- WHAT TO DO -
Where the records below reach the line containing "pub fn with_builtin_prompt(llm: Arc<dyn", start transcribing, and end with the line containing "in plain language.", exactly and with nothing else added.

- PROVIDED RECORDS -
"""

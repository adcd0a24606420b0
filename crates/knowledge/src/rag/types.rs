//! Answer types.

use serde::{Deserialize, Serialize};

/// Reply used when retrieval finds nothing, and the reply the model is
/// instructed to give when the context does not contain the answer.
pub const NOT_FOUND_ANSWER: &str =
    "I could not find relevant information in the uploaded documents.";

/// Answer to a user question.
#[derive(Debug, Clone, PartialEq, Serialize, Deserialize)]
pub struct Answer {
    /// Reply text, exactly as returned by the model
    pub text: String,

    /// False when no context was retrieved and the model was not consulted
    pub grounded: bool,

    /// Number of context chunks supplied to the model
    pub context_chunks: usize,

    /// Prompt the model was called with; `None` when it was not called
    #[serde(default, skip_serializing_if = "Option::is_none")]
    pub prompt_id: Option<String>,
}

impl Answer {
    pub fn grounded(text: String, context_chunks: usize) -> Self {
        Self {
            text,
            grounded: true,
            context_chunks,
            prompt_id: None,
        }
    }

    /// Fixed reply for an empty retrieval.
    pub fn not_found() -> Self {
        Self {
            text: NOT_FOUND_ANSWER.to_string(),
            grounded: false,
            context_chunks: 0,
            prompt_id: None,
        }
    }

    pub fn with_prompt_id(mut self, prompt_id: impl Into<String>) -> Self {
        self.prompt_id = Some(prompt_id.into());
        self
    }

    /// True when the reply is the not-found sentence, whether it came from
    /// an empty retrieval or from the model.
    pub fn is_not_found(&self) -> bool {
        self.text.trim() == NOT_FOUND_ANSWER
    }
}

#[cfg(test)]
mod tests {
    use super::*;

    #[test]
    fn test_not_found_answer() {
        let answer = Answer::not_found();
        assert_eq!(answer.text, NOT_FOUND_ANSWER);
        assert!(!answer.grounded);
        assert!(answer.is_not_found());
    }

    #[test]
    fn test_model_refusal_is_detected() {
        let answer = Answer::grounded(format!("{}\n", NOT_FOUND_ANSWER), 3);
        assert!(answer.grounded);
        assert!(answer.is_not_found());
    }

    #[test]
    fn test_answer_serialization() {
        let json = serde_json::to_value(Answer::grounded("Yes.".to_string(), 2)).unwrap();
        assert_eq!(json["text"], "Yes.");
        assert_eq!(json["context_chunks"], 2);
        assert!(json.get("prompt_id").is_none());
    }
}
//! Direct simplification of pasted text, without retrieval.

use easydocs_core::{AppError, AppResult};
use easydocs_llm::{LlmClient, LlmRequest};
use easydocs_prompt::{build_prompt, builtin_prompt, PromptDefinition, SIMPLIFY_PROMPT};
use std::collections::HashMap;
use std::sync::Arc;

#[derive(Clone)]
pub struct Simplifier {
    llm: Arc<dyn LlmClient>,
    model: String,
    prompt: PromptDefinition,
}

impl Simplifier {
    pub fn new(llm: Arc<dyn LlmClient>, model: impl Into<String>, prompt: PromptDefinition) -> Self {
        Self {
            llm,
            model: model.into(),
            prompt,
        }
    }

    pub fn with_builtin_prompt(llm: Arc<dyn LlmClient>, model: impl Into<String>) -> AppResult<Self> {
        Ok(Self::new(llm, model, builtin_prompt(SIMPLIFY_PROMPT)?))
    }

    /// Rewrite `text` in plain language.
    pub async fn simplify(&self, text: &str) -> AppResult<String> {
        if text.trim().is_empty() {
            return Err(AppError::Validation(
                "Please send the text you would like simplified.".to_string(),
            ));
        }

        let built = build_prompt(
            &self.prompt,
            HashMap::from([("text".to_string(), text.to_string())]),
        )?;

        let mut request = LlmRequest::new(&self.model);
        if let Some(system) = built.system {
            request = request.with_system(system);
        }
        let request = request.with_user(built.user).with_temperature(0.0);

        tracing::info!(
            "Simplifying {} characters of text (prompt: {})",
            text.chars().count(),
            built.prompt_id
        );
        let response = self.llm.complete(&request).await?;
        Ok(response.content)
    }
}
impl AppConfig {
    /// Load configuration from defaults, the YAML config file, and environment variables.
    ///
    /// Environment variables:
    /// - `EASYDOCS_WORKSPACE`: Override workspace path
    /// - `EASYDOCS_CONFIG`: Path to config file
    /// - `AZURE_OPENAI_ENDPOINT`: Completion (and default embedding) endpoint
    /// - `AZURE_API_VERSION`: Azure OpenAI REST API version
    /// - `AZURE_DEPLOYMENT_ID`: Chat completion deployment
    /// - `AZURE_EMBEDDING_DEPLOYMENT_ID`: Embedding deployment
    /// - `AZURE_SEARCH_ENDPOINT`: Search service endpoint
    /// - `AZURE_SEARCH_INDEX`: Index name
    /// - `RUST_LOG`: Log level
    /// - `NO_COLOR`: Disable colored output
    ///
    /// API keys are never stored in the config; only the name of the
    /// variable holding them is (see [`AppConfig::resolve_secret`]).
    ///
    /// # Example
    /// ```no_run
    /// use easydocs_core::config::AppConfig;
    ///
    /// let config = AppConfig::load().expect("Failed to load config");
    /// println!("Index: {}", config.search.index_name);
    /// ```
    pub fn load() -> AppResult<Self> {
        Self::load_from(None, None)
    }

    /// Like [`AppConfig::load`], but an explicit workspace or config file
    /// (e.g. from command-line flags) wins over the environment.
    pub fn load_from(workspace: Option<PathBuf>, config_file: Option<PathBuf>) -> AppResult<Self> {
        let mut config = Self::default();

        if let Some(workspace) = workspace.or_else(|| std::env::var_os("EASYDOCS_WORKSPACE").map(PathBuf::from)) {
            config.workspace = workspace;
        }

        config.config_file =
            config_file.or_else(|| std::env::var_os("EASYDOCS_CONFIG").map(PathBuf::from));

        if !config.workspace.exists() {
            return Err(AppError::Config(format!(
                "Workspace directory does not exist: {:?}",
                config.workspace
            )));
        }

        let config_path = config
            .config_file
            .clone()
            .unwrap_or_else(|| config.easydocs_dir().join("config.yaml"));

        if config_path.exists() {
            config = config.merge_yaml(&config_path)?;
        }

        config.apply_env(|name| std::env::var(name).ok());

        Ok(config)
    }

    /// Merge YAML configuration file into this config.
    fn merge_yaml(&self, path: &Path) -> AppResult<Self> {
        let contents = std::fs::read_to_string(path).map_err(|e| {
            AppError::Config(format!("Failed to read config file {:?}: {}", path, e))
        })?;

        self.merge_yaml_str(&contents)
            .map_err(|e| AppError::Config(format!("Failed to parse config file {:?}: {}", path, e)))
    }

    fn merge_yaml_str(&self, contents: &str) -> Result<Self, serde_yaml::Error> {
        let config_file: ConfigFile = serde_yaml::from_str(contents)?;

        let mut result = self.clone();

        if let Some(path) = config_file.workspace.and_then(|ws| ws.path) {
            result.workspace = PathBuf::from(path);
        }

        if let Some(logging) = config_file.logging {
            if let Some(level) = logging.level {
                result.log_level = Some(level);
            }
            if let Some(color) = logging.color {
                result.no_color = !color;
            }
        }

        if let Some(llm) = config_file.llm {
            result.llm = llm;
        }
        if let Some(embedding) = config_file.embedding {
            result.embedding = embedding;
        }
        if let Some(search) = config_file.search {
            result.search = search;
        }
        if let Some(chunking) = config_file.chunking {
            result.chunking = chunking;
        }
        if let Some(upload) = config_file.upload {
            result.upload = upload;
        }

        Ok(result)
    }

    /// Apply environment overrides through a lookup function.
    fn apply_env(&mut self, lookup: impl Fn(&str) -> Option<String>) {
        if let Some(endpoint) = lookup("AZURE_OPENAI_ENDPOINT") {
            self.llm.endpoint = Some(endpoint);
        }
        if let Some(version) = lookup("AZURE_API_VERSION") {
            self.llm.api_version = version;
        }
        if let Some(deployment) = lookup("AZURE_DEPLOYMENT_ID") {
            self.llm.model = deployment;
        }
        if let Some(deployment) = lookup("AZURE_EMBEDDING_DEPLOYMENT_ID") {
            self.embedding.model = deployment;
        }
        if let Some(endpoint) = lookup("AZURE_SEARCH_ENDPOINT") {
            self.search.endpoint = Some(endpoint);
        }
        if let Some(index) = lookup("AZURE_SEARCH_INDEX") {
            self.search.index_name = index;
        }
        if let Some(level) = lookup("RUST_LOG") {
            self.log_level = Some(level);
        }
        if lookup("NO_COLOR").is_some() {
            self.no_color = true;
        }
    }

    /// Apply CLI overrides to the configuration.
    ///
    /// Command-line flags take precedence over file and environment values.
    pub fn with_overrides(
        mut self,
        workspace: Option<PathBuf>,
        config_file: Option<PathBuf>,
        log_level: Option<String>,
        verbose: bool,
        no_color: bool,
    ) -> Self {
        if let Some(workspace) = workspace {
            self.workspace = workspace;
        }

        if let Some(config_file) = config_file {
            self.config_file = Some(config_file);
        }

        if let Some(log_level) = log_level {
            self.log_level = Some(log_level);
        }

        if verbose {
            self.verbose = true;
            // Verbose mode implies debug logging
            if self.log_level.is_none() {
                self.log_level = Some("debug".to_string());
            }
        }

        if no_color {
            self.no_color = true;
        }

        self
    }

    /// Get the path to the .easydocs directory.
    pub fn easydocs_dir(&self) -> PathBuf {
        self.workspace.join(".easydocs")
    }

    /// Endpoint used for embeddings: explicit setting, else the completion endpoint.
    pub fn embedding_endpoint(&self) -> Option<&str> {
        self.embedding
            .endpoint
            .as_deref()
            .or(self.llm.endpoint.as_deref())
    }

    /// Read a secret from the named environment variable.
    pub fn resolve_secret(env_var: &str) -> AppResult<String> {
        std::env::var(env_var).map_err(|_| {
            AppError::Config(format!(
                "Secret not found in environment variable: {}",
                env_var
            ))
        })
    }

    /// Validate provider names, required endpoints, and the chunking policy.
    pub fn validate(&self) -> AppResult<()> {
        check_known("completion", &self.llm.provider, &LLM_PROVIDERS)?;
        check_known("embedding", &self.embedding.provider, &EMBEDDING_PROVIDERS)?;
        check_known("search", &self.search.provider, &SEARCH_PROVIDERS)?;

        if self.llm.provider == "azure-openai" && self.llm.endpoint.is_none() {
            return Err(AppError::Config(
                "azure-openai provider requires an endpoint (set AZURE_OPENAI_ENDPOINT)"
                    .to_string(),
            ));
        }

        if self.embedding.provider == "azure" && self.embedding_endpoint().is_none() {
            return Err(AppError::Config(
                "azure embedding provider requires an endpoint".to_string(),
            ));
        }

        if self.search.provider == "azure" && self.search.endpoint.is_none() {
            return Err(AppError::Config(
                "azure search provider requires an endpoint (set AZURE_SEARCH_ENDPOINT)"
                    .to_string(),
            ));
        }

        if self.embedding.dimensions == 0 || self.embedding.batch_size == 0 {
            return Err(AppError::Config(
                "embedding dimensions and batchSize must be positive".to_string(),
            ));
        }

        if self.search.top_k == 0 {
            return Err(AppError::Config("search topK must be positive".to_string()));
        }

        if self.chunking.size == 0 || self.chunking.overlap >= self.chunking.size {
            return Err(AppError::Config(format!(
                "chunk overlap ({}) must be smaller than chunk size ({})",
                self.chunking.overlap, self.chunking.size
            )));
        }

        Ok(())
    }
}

"""
"""

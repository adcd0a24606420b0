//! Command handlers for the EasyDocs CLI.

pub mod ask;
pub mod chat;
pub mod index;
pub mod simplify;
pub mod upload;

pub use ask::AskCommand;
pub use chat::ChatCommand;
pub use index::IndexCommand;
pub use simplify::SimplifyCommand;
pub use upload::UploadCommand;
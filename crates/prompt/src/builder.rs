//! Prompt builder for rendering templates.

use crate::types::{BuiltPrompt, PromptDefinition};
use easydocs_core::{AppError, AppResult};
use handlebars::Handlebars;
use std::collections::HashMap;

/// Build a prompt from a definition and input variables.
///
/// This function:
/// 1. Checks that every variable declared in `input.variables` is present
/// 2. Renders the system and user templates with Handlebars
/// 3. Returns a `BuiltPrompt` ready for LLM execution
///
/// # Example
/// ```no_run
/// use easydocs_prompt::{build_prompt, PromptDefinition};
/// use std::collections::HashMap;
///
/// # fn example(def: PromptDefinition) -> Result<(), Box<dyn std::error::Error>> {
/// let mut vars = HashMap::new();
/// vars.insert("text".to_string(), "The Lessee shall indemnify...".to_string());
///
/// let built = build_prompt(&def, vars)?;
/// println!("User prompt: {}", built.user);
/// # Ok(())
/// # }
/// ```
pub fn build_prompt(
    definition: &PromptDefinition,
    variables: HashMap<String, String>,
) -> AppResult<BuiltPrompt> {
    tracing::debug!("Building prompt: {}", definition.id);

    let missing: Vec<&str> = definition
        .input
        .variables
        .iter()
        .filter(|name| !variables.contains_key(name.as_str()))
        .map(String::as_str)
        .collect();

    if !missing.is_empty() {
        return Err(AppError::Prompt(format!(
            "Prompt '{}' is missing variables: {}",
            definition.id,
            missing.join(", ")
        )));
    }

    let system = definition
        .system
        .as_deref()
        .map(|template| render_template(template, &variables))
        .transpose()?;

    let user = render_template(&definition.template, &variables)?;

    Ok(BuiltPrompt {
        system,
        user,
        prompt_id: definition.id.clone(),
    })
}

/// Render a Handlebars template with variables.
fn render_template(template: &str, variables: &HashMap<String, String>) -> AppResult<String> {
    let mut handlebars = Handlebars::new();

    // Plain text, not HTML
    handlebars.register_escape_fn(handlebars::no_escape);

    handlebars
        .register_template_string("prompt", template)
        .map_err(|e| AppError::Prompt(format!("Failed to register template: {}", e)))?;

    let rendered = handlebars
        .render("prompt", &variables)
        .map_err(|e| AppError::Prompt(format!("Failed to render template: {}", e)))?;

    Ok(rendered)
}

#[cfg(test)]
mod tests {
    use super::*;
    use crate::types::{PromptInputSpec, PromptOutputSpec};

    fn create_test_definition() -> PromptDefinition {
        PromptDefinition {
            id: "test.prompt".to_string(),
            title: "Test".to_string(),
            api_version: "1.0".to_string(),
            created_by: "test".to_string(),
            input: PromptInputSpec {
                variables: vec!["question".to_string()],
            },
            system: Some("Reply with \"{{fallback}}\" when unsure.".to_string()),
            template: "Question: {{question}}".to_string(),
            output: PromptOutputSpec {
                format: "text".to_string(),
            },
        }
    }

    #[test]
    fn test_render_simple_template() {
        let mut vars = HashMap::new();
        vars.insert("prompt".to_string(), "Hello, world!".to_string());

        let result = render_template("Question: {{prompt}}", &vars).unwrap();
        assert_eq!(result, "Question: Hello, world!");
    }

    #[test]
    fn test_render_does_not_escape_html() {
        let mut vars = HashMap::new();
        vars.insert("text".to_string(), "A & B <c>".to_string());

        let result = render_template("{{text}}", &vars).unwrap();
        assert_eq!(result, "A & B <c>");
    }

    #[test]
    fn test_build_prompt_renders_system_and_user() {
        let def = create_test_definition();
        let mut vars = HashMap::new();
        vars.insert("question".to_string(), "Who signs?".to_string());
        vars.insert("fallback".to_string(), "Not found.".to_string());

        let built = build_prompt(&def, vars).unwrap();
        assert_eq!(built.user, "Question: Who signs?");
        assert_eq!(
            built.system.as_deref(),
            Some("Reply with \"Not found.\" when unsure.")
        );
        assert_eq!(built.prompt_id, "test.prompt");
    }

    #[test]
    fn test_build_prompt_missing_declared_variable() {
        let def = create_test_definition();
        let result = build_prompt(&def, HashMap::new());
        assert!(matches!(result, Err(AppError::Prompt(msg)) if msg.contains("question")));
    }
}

"""
"""

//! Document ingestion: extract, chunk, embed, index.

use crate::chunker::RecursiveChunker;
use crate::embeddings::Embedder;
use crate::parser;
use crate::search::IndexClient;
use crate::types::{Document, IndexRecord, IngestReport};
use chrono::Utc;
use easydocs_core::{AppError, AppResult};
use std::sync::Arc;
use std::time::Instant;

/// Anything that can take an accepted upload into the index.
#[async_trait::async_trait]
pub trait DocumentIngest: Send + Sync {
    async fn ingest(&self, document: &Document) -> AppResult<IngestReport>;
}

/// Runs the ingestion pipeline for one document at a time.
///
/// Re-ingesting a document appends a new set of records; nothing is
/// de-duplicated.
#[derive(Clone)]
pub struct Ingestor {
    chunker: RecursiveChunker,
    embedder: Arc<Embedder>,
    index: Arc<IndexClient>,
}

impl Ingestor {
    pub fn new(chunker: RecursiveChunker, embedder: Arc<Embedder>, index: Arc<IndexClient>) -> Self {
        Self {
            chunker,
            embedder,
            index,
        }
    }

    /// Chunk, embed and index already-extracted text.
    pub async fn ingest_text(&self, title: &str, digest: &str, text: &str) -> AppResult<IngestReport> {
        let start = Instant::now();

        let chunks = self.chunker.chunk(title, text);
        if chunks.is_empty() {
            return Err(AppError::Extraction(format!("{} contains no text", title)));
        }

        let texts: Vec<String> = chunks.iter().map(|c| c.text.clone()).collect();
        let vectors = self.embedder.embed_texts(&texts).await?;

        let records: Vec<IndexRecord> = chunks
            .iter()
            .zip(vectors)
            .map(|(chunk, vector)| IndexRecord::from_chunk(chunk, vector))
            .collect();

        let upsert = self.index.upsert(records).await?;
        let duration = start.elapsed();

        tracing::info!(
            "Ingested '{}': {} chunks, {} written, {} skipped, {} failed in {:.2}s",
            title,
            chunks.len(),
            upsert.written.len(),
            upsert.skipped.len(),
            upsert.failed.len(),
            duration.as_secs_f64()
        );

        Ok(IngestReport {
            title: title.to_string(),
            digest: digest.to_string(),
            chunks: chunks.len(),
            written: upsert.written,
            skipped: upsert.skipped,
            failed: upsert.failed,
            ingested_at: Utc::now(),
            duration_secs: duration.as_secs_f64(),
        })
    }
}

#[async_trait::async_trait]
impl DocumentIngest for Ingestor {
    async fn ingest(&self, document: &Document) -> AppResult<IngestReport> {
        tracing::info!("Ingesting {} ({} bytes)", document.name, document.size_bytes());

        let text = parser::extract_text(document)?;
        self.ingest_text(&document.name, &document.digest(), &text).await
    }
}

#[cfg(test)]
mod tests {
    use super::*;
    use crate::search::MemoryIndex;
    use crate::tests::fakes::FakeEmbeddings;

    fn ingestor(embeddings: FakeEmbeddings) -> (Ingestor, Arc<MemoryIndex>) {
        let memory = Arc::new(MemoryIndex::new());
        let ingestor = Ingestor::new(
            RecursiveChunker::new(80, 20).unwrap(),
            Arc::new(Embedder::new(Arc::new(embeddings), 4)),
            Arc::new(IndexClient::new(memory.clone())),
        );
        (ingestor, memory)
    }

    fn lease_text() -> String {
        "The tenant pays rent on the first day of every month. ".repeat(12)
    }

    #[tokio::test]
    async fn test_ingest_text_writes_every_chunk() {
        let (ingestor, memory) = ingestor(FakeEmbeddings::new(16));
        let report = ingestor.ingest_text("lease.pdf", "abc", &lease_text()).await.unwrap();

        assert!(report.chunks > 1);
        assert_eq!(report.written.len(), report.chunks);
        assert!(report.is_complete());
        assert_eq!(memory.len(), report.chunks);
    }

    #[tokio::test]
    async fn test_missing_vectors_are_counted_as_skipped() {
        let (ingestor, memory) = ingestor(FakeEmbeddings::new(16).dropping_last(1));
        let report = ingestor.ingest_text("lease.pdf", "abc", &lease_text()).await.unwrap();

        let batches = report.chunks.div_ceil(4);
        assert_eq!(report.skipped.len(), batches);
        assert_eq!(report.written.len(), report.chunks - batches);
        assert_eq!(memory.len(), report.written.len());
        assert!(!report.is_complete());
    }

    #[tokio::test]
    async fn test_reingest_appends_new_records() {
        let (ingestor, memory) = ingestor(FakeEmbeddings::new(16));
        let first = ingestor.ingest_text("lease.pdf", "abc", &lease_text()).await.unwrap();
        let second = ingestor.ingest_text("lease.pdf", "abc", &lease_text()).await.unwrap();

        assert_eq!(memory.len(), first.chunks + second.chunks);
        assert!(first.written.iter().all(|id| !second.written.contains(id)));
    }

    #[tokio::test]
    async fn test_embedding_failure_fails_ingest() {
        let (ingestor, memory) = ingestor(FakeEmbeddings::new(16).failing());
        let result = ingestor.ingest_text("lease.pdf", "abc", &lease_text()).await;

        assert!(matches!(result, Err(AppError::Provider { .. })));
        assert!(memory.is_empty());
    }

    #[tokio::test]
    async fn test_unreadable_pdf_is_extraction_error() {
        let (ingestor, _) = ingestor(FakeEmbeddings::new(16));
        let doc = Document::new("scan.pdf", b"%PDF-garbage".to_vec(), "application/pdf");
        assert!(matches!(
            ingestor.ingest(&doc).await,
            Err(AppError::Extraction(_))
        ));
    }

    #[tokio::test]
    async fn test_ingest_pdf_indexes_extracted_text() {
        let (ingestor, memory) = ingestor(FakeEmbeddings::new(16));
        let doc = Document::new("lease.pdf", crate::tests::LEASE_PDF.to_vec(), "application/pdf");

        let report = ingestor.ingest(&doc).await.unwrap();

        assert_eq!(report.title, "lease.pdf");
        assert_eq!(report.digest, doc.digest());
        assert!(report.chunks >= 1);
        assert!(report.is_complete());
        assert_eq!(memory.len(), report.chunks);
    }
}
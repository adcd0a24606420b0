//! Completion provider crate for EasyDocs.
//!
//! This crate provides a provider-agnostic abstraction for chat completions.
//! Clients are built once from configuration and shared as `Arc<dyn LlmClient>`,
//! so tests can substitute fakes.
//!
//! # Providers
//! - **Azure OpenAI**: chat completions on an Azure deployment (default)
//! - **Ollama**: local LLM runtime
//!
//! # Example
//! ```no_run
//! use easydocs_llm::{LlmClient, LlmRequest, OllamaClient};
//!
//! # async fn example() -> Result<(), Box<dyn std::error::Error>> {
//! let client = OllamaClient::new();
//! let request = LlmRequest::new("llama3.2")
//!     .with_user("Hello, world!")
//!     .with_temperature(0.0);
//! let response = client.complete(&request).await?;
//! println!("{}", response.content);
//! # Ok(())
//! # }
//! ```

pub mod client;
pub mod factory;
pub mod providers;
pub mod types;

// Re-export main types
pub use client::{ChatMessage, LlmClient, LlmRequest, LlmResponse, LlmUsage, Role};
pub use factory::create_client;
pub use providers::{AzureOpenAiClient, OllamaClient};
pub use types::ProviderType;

"""

- ANSWER SECTION -
    pub fn with_builtin_prompt(llm: Arc<dyn LlmClient>, model: impl Into<String>) -> AppResult<Self> {
        Ok(Self::new(llm, model, builtin_prompt(SIMPLIFY_PROMPT)?))
    }

    /// Rewrite `text` in plain language.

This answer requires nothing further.